Advanced Threat Analytics Security Operations add-on for Splunk
Splunk integration setup
Setup procedures for the Security Operations add-on for Splunk include downloading the add-on file in Splunk, installing the add-on, and setting up the Advanced Threat Analytics instance where security incidents and events are created.
Before performing Splunk integration setup procedures, ensure that you have the integration information for your specific user:
- Unique organization ID
- Authorization token
The first step in setting up the Advanced Threat Analytics-to-Splunk integration is to download the Advanced Threat Analytics Security Operations application from Splunkbase.

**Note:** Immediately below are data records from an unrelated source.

use serde::Serialize;

/// Identifies one issued AI request. A completion is only applied while the
/// consuming view still waits on the same ticket.
#[derive(Debug, Clone, Copy, PartialEq, Eq, Hash, PartialOrd, Ord, Serialize)]
pub struct Ticket(pub u64);

/// Hands out strictly increasing tickets.
#[derive(Debug, Default)]
pub struct TicketCounter {
    next: u64,
}

impl TicketCounter {
    pub fn issue(&mut self) -> Ticket {
        self.next += 1;
        Ticket(self.next)
    }
}

/// Loading/error/result state of one AI-backed feature.
#[derive(Debug, Clone, PartialEq, Eq, Serialize)]
pub enum AiTask<T> {
    Idle,
    Loading(Ticket),
    Ready(T),
    /// Carries the user-facing message, never the underlying error.
    Failed(String),
}

impl<T> Default for AiTask<T> {
    fn default() -> Self {
        AiTask::Idle
    }
}

impl<T> AiTask<T> {
    pub fn is_loading(&self) -> bool {
        matches!(self, AiTask::Loading(_))
    }

    pub fn result(&self) -> Option<&T> {
        match self {
            AiTask::Ready(value) => Some(value),
            _ => None,
        }
    }

    pub fn error(&self) -> Option<&str> {
        match self {
            AiTask::Failed(message) => Some(message),
            _ => None,
        }
    }

    /// Whether a completion for `ticket` should be applied.
    pub fn awaits(&self, ticket: Ticket) -> bool {
        matches!(self, AiTask::Loading(t) if *t == ticket)
    }

    /// Apply a completion. Returns false (and leaves the task untouched)
    /// when the task is no longer waiting on `ticket`.
    pub fn complete<E>(&mut self, ticket: Ticket, result: Result<T, E>, failure: &str) -> bool
    where
        E: std::fmt::Display,
    {
        if !self.awaits(ticket) {
            return false;
        }
        *self = match result {
            Ok(value) => AiTask::Ready(value),
            Err(e) => {
                tracing::error!(ticket = ticket.0, error = %e, "AI request failed");
                AiTask::Failed(failure.to_string())
            }
        };
        true
    }
}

Install and Configure the Advanced Threat Analytics Security Operations add-on for Splunk
Install the Advanced Threat Analytics Security Operations add-on for Splunk to link Splunk to Advanced Threat Analytics.
- Open Splunk
- Click either the Apps gear icon, or the Manage Apps shortcut menu item.
- Click Install app from file.
- Click Choose File, select ataportal_app.spl, and click Upload.

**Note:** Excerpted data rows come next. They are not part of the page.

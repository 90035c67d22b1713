use std::fmt;
use std::sync::OnceLock;

use regex_lite::Regex;
use serde::{Deserialize, Serialize};

/// Upper bound of a single base stat.
pub const MAX_STAT_VALUE: u32 = 255;

/// The six base stats every species has.
#[derive(Debug, Clone, Copy, PartialEq, Eq, Hash, Serialize, Deserialize)]
pub enum StatName {
    #[serde(rename = "HP")]
    Hp,
    Attack,
    Defense,
    #[serde(rename = "Sp. Atk")]
    SpAtk,
    #[serde(rename = "Sp. Def")]
    SpDef,
    Speed,
}

impl StatName {
    pub fn all() -> &'static [StatName] {
        &[
            StatName::Hp,
            StatName::Attack,
            StatName::Defense,
            StatName::SpAtk,
            StatName::SpDef,
            StatName::Speed,
        ]
    }

    pub fn label(self) -> &'static str {
        match self {
            StatName::Hp => "HP",
            StatName::Attack => "Attack",
            StatName::Defense => "Defense",
            StatName::SpAtk => "Sp. Atk",
            StatName::SpDef => "Sp. Def",
            StatName::Speed => "Speed",
        }
    }
}

impl fmt::Display for StatName {
    fn fmt(&self, f: &mut fmt::Formatter<'_>) -> fmt::Result {
        f.write_str(self.label())
    }
}

/// One named base stat.
#[derive(Debug, Clone, Copy, PartialEq, Eq, Serialize, Deserialize)]
pub struct Stat {
    pub name: StatName,
    pub value: u32,
}

/// Damage category of a move.
#[derive(Debug, Clone, Copy, PartialEq, Eq, Hash, Serialize, Deserialize)]
pub enum MoveCategory {
    Physical,
    Special,
    Status,
}

/// How a move is learned.
#[derive(Debug, Clone, PartialEq, Eq, Hash, Serialize, Deserialize)]
pub enum LearnMethod {
    /// Learned on reaching a level ("Lvl 16").
    Level(u32),
    /// Taught by a numbered machine ("TM01").
    Machine(u32),
    /// Anything else, kept verbatim (tutor, egg move, event...).
    Other(String),
}

impl LearnMethod {
    /// Parse the free-text learn method carried by the dataset.
    pub fn parse(text: &str) -> LearnMethod {
        static LEVEL: OnceLock<Option<Regex>> = OnceLock::new();
        static MACHINE: OnceLock<Option<Regex>> = OnceLock::new();

        let trimmed = text.trim();
        let level = LEVEL.get_or_init(|| Regex::new(r"(?i)^(?:lvl|lv|level)\.?\s*(\d+)$").ok());
        let machine = MACHINE.get_or_init(|| Regex::new(r"(?i)^tm\s*(\d+)$").ok());

        if let Some(n) = capture_number(level.as_ref(), trimmed) {
            return LearnMethod::Level(n);
        }
        if let Some(n) = capture_number(machine.as_ref(), trimmed) {
            return LearnMethod::Machine(n);
        }
        LearnMethod::Other(trimmed.to_string())
    }
}

fn capture_number(re: Option<&Regex>, text: &str) -> Option<u32> {
    re?.captures(text)?.get(1)?.as_str().parse().ok()
}

impl fmt::Display for LearnMethod {
    fn fmt(&self, f: &mut fmt::Formatter<'_>) -> fmt::Result {
        match self {
            LearnMethod::Level(n) => write!(f, "Lvl {}", n),
            LearnMethod::Machine(n) => write!(f, "TM{:02}", n),
            LearnMethod::Other(s) => f.write_str(s),
        }
    }
}

/// A move a species can learn.
#[derive(Debug, Clone, PartialEq, Eq, Serialize, Deserialize)]
pub struct Move {
    pub name: String,
    /// The move's own type tag (e.g. "Fire").
    pub type_tag: String,
    pub category: MoveCategory,
    pub power: Option<u32>,
    pub accuracy: Option<u32>,
    pub pp: Option<u32>,
    pub learn_method: LearnMethod,
}

/// A species this one evolves into.
#[derive(Debug, Clone, PartialEq, Eq, Serialize, Deserialize)]
pub struct Evolution {
    pub name: String,
    pub sprite: String,
    /// e.g. "Level 16", "Use Water Stone".
    pub condition: String,
}

/// The species this one evolves from.
#[derive(Debug, Clone, PartialEq, Eq, Serialize, Deserialize)]
pub struct PreEvolution {
    pub name: String,
    pub sprite: String,
}

/// An alternate form (regional variant, mega, ...).
#[derive(Debug, Clone, PartialEq, Eq, Serialize, Deserialize)]
pub struct Form {
    pub name: String,
    pub sprite: String,
    pub types: Vec<String>,
}

/// A complete catalog entry.
#[derive(Debug, Clone, PartialEq, Eq, Serialize, Deserialize)]
pub struct Record {
    /// National dex number, unique across the catalog.
    pub id: u32,
    pub name: String,
    /// One or two type tags, primary first.
    pub types: Vec<String>,
    pub sprite: String,
    pub stats: Vec<Stat>,
    pub abilities: Vec<String>,
    pub hidden_ability: Option<String>,
    pub description: String,
    /// Generation number, 1-9.
    pub generation: u8,
    pub egg_groups: Vec<String>,
    pub ev_yield: String,
    /// Base-stat total. Always derived from `stats` by the loader.
    pub bst: u32,

    // -- Defensive matchups --
    pub weaknesses: Vec<String>,
    pub resistances: Vec<String>,
    pub immunities: Vec<String>,

    pub evolutions: Vec<Evolution>,
    pub preevolution: Option<PreEvolution>,
    pub forms: Vec<Form>,
    pub moves: Vec<Move>,
}

impl Record {
    /// Sum of the six stat values.
    pub fn stat_total(stats: &[Stat]) -> u32 {
        stats.iter().fold(0, |total: u32, s| total.saturating_add(s.value))
    }

    /// Recompute `bst` from the current stat list.
    pub fn refresh_bst(&mut self) {
        self.bst = Record::stat_total(&self.stats);
    }

    pub fn stat(&self, name: StatName) -> Option<u32> {
        self.stats.iter().find(|s| s.name == name).map(|s| s.value)
    }

    pub fn primary_type(&self) -> Option<&str> {
        self.types.first().map(|t| t.as_str())
    }

    pub fn has_type(&self, tag: &str) -> bool {
        self.types.iter().any(|t| t.eq_ignore_ascii_case(tag))
    }

    pub fn has_forms(&self) -> bool {
        !self.forms.is_empty()
    }

    /// "Name (Types: A/B)", the shape used when describing a team member.
    pub fn summary(&self) -> String {
        format!("{} (Types: {})", self.name, self.types.join("/"))
    }
}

- Click the "Set up now" button to configure the app for your organization. You MUST be a customer of ATA or MSSP that leverages the ATA Platform.
- Provide the Advanced Threat Analytics Server URL, Authorization Token, and your Customer ID (unique Organization ID).
The Advanced Threat Analytics Security Operations add-on for Splunk is installed and ready to be set up.
Configure the App for your Organization
Single-record Splunk alerts
Within any alert, you can specify security events to be sent to the ATA Platform when the alert is fired.
Open or create your alert, and when editing actions, select the "ATA IR Portal Alert Action", and fill in the alert dialog box.
To create an alert from a Search, simply "Save As" an Alert.
If you are uncertain about the Alert settings, use the following options
- Permissions: Shared in App
- Alert Type: Real-time
- Trigger Alert: Per-result
After adding the Action, you will be able to add additional fields that can be customized on a per Alert basis. These fields are optional and include the following. Any of these fields that are sent, with the exception of “Title” and “Event Grouping” can be used for searching and filtering on the ATA IR Portal. :
- Title, override the default Incident Title that’s created by ATA IR Portal
- Event Grouping – how the ATA Portal will group events. This should be one of the fields present in the log event. Leave blank to use ATA Portal default (hostname or IP address).
- Category – category of the Security Event sent
- Priority – Priority of the Security Event sent
- Type – Type of the Security Event being sent
Alert Should show up in the list of Alerts.